◆ **PROMPT**
Produce an exact copy of the lines below, starting at the first and ending with the line containing "its first build".

Stored items:
____________

/// Acceleration structure trait and build descriptors

use std::sync::Arc;
use bitflags::bitflags;
use crate::graphics_device::Buffer;

bitflags! {
    /// Build flags for a primitive (bottom-level) acceleration structure
    #[derive(Debug, Clone, Copy, PartialEq, Eq, Hash, Default)]
    pub struct AccelerationStructureUsage: u32 {
        /// The structure will be refitted in place after its first build
        const REFIT = 1 << 0;
        /// Favor build speed over trace speed
        const PREFER_FAST_BUILD = 1 << 1;
    }
}

/// Axis-aligned bounding-box geometry stored in a buffer
///
/// Each box is `stride` bytes, starting with six `f32`
/// (`min.x, min.y, min.z, max.x, max.y, max.z`).
#[derive(Clone)]
pub struct BoundingBoxGeometryDesc {
    /// Buffer holding the boxes (usage `BoundingBoxes`)
    pub buffer: Arc<dyn Buffer>,
    /// Number of boxes
    pub count: u32,
    /// Distance in bytes between two boxes
    pub stride: u64,
    /// Offset in bytes of the first box
    pub offset: u64,
    /// Skip any-hit invocation for this geometry
    pub opaque: bool,
}

impl BoundingBoxGeometryDesc {
    /// Bytes of `buffer` covered by this geometry
    pub fn byte_len(&self) -> u64 {
        self.offset + self.stride * self.count as u64
    }
}

/// Descriptor of a primitive acceleration structure
#[derive(Clone, Default)]
pub struct PrimitiveAccelerationStructureDesc {
    pub geometries: Vec<BoundingBoxGeometryDesc>,
    pub usage: AccelerationStructureUsage,
}

impl PrimitiveAccelerationStructureDesc {
    /// Total number of primitives across all geometries
    pub fn primitive_count(&self) -> u64 {
        self.geometries.iter().map(|g| g.count as u64).sum()
    }
}

/// Worst-case memory requirements for a primitive acceleration structure
#[derive(Debug, Clone, Copy, PartialEq, Eq, Default)]
pub struct AccelerationStructureSizes {
    /// Size of the structure itself
    pub structure_size: u64,
    /// Scratch needed by a full build
    pub build_scratch_size: u64,
    /// Scratch needed by a refit
    pub refit_scratch_size: u64,
}

impl AccelerationStructureSizes {
    /// Scratch size valid for both a build and a refit
    pub fn scratch_size(&self) -> u64 {
        self.build_scratch_size.max(self.refit_scratch_size)
    }
}

/// Acceleration structure resource trait
///
/// Handles are reference-counted; the GPU object is released when the last
/// `Arc` is dropped (command lists keep one until their submission is done).
pub trait AccelerationStructure: Send + Sync {
    /// Size in bytes of the backing storage
    fn size(&self) -> u64;
}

____________

◆ **ANSWER BOX**
/// Acceleration structure trait and build descriptors

use std::sync::Arc;
use bitflags::bitflags;
use crate::graphics_device::Buffer;

bitflags! {
    /// Build flags for a primitive (bottom-level) acceleration structure
    #[derive(Debug, Clone, Copy, PartialEq, Eq, Hash, Default)]
    pub struct AccelerationStructureUsage: u32 {
        /// The structure will be refitted in place after its first build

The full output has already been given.